Catching up with Roth at Star City, we talked our way into several
buildings, and finally got into the one with the simulator. There was also a
Salyut mockup there, carefully roped off. We were not allowed anywhere near
it. But the Soyuz was pretty amazing in itself. Having spent a modest time
poking around inside command module and lunar module trainers and
simulators, I was shocked when I saw how seemingly primitive this beast was.
I remember thinking then, and I have repeated this many times since, that I
was reminded of nothing so much as a 1930s stream locomotive, knocked
together with rivets and a big ball-peen hammer.  That’s a bit unfair, of
course, but that’s what I thought.

After shooting some b-roll and standups, we moved on, and I recall walking
down a long hallway lined with paintings by Alexei Leonov. All in all, it
was a wonderful day.

When we got back to the bureau, the chief fixer gave us the bad news about
the another part of our project: I had asked the Soviets for permission to
drive down to Kaluga to see the Tsiolkovsky museum, which was essentially
his home and workshop. The Soviets wanted us to pay $10,000 for the
privilege of driving down there, spending the night, and shooting for a day.
When I protested that this was outrageous, the comment from them was, “You
should not complain. We are charging ABC News $100,000 for their filming.”

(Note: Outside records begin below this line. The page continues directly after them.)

use thiserror::Error;

/// A raw dataset item that cannot become a valid record.
///
/// These are per-record failures: the batch ingest drops the record and
/// continues, it never aborts the batch.
#[derive(Debug, Error, Clone, PartialEq, Eq)]
pub enum MalformedRecordError {
    /// Point record without a finite longitude/latitude pair.
    #[error("point record {0:?} has a missing or non-finite position")]
    BadPosition(String),

    /// Region record with an empty ring set.
    #[error("region record {0:?} has no geometry rings")]
    EmptyGeometry(String),
}
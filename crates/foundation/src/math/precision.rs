//! Deterministic float ordering.
//!
//! Hit-testing and overlay ordering sort by floating-point distances; this
//! module provides the canonical comparison used everywhere a float becomes
//! an ordering key.

use core::cmp::Ordering;

/// Canonicalize a floating-point value for deterministic ordering.
///
/// Rules:
/// - `-0.0` becomes `0.0`
/// - all NaNs become a single canonical NaN
pub fn canonical_f64(v: f64) -> f64 {
    if v == 0.0 {
        // Handles +0.0 and -0.0.
        0.0
    } else if v.is_nan() {
        f64::NAN
    } else {
        v
    }
}

/// Deterministic total ordering for floats.
///
/// Prefer this any time you sort floats or use them in ordered keys.
pub fn stable_total_cmp_f64(a: f64, b: f64) -> Ordering {
    canonical_f64(a).total_cmp(&canonical_f64(b))
}

#[cfg(test)]
mod tests {
    use super::stable_total_cmp_f64;
    use core::cmp::Ordering;

    #[test]
    fn zero_signs_compare_equal() {
        assert_eq!(stable_total_cmp_f64(-0.0, 0.0), Ordering::Equal);
    }

    #[test]
    fn nans_sort_last_and_equal_to_each_other() {
        assert_eq!(stable_total_cmp_f64(f64::NAN, f64::NAN), Ordering::Equal);
        assert_eq!(stable_total_cmp_f64(1.0e300, f64::NAN), Ordering::Less);
    }

    #[test]
    fn ordinary_values_order_numerically() {
        assert_eq!(stable_total_cmp_f64(1.0, 2.0), Ordering::Less);
        assert_eq!(stable_total_cmp_f64(2.0, -3.0), Ordering::Greater);
    }
}
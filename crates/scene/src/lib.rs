//! Pointer interaction state and deterministic hit-testing.
//!
//! The interaction controller is a pure state machine over pointer events;
//! the hit module maps a screen position to the record under it. Neither
//! touches a renderer, so both are testable without one.

pub mod hit;
pub mod interaction;

pub use hit::*;
pub use interaction::*;
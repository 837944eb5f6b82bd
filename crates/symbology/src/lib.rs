//! Metric classification and visual encodings.
//!
//! A [`ThresholdScale`] partitions a metric into ordered classes; the ramps
//! module carries the concrete scales each view uses. Classification is pure:
//! same metric, same scale, same class.

pub mod classify;
pub mod ramps;
pub mod size;

pub use classify::*;
pub use ramps::*;
pub use size::*;
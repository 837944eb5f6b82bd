//! The dataset API surface.
//!
//! Everything is served from the embedded tables; the payloads are built
//! once at startup and cloned per response. Stats are computed from the
//! same tables, so the header aggregates can never drift from the data.

use std::sync::Arc;

use axum::extract::{Query, State};
use axum::http::Method;
use axum::response::Json;
use axum::routing::get;
use axum::Router;
use serde_json::{json, Value};
use tower_http::cors::{Any, CorsLayer};
use tower_http::trace::TraceLayer;

use datasets::static_data;
use datasets::stats::compute_stats;
use datasets::wire::{
    filter_cities, CitiesResponse, City, CityFilter, FeatureCollection, PopulationResponse,
    StatsResponse,
};

#[derive(Clone)]
pub struct AppState {
    earthquakes: Arc<FeatureCollection>,
    cities: Arc<Vec<City>>,
    population: Arc<PopulationResponse>,
    stats: Arc<StatsResponse>,
}

impl AppState {
    pub fn new() -> Self {
        let earthquakes = static_data::earthquakes();
        let cities = static_data::cities();
        let population = static_data::population();
        let stats = compute_stats(&earthquakes, &cities, &population.data);
        Self {
            earthquakes: Arc::new(earthquakes),
            cities: Arc::new(cities),
            population: Arc::new(population),
            stats: Arc::new(stats),
        }
    }
}

impl Default for AppState {
    fn default() -> Self {
        Self::new()
    }
}

pub fn router() -> Router {
    let cors = CorsLayer::new()
        .allow_origin(Any)
        .allow_headers(Any)
        .allow_methods([Method::GET, Method::OPTIONS]);

    Router::new()
        .route("/healthz", get(healthz))
        .route("/api/data", get(get_index))
        .route("/api/data/earthquakes", get(get_earthquakes))
        .route("/api/data/cities", get(get_cities))
        .route("/api/data/population", get(get_population))
        .route("/api/data/stats", get(get_stats))
        .layer(cors)
        .layer(TraceLayer::new_for_http())
        .with_state(AppState::new())
}

async fn healthz() -> Json<Value> {
    Json(json!({ "status": "OK" }))
}

async fn get_index() -> Json<Value> {
    Json(json!({
        "message": "Geospatial Data API",
        "endpoints": {
            "earthquakes": "/api/data/earthquakes",
            "cities": "/api/data/cities",
            "population": "/api/data/population",
            "stats": "/api/data/stats",
        }
    }))
}

async fn get_earthquakes(State(state): State<AppState>) -> Json<FeatureCollection> {
    Json(state.earthquakes.as_ref().clone())
}

async fn get_cities(
    State(state): State<AppState>,
    Query(filter): Query<CityFilter>,
) -> Json<CitiesResponse> {
    let cities = filter_cities(&state.cities, &filter);
    Json(CitiesResponse {
        count: cities.len(),
        cities,
    })
}

async fn get_population(State(state): State<AppState>) -> Json<PopulationResponse> {
    Json(state.population.as_ref().clone())
}

async fn get_stats(State(state): State<AppState>) -> Json<StatsResponse> {
    Json(state.stats.as_ref().clone())
}

#[cfg(test)]
mod tests {
    use super::{get_cities, get_earthquakes, get_stats, AppState};
    use axum::extract::{Query, State};
    use datasets::wire::CityFilter;

    #[tokio::test]
    async fn earthquakes_payload_is_the_full_collection() {
        let state = AppState::new();
        let resp = get_earthquakes(State(state)).await;
        assert_eq!(resp.0.features.len(), 25);
        assert_eq!(resp.0.kind, "FeatureCollection");
    }

    #[tokio::test]
    async fn city_query_filters_compose() {
        let state = AppState::new();
        let resp = get_cities(
            State(state),
            Query(CityFilter {
                continent: Some("Asia".to_string()),
                min_population: Some(20_000_000),
            }),
        )
        .await;
        let names: Vec<&str> = resp.0.cities.iter().map(|c| c.name.as_str()).collect();
        assert_eq!(
            names,
            vec!["Tokyo", "Delhi", "Shanghai", "Dhaka", "Mumbai", "Beijing"]
        );
        assert_eq!(resp.0.count, 6);
    }

    #[tokio::test]
    async fn stats_are_precomputed_from_the_tables() {
        let resp = get_stats(State(AppState::new())).await;
        assert_eq!(resp.0.earthquakes.total, 25);
        assert_eq!(resp.0.countries.total, 56);
        assert!(resp.0.earthquakes.max_magnitude >= 6.0);
    }
}
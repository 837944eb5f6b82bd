pub mod ids;
pub mod math;

// Foundation crate: small, well-tested primitives only.
pub use ids::*;
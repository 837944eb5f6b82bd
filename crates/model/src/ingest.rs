//! Batch normalization with per-record error isolation.
//!
//! One malformed item never aborts the batch: the record is dropped, the
//! rest keep their dense id assignment, and the drop count is logged once
//! per batch.

use datasets::wire::{City, FeatureCollection};
use foundation::ids::RecordId;
use tracing::warn;

use crate::record::{normalize_city, normalize_event, GeoRecord};

pub fn ingest_events(collection: &FeatureCollection) -> Vec<GeoRecord> {
    let mut records = Vec::with_capacity(collection.features.len());
    let mut dropped = 0usize;

    for feature in &collection.features {
        match normalize_event(RecordId::new(records.len() as u32), feature) {
            Ok(record) => records.push(record),
            Err(_) => dropped += 1,
        }
    }

    if dropped > 0 {
        warn!("dropped {dropped} malformed event record(s) of {}", collection.features.len());
    }
    records
}

pub fn ingest_cities(cities: &[City]) -> Vec<GeoRecord> {
    let mut records = Vec::with_capacity(cities.len());
    let mut dropped = 0usize;

    for city in cities {
        match normalize_city(RecordId::new(records.len() as u32), city) {
            Ok(record) => records.push(record),
            Err(_) => dropped += 1,
        }
    }

    if dropped > 0 {
        warn!("dropped {dropped} malformed city record(s) of {}", cities.len());
    }
    records
}
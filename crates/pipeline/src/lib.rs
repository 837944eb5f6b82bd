//! Data acquisition for the views.
//!
//! A [`DataProvider`] hands out the four dataset payloads; the load module
//! turns them into normalized records and guards against stale async
//! completions when the active view changes mid-flight.

pub mod load;
pub mod provider;

pub use load::*;
pub use provider::*;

We stuck to our guns, and I’m sure ABC did, too. I think we wound up giving
them $1,000 for the minder who accompanied us.

The trip to Kaluga was remarkable only in that I recall the roads were
incredibly bad, as was the hotel. But we got some good material, and in the
end, the bosses were pleased.

The final shoot was at VDNKh, which at that time had a wonderful display of
Soviet spacecraft. For me, it was like one of those kid-in-the-candy- store
experiences. There was more there than we could swallow. The thing that
struck me, though, was that as we were driving slowly through the crowded
parking lot on the way out from this bastion of Soviet high-tech space gear,
everyday Russians looked at our bureau Chevy (CBS News did not want to
spring for a Mercedes, like all the other major news bureaus) with big eyes.
They knew what it was, and they would stick their heads in the windows and
ask, “Skolko horsepower?”

When I returned in July to cover the mission itself, I brought along
correspondent Steve Young, who had covered the Apollo flights for radio and
then TV.  He and I, and all the other American broadcasters, were jammed
into one location (and I am afraid I can’t recall where in Moscow that was),
for our live standups. There was precious little news that one could
uniquely report, given that we all were listening to the same air-to-ground
and watching the same TV feeds. But CBS News did score one tiny scoop. One
of the Soviet press people approached me one day during the flight and asked
if we would like an exclusive interview with Valery Kubasov’s wife. We
jumped on that, of course, and then scrambled to make it happen. We were shy
one important element: a good simultaneous translator. I went to the NASA
PAO there and begged to borrow their translator, who was quite good. The
interview, predictably, yielded no news, but it was unusual just because the
no cosmonaut’s wife had ever been trotted out like that during a flight. And
if nothing else, it made our competitors jealous. (And to illustrate once
again how small the world is, ten years later in my driveway in Westchester
County, NY, my next-door neighbor introduced me to his good friend…who
happened to be the translator who helped me out with Mrs. Kubasov.)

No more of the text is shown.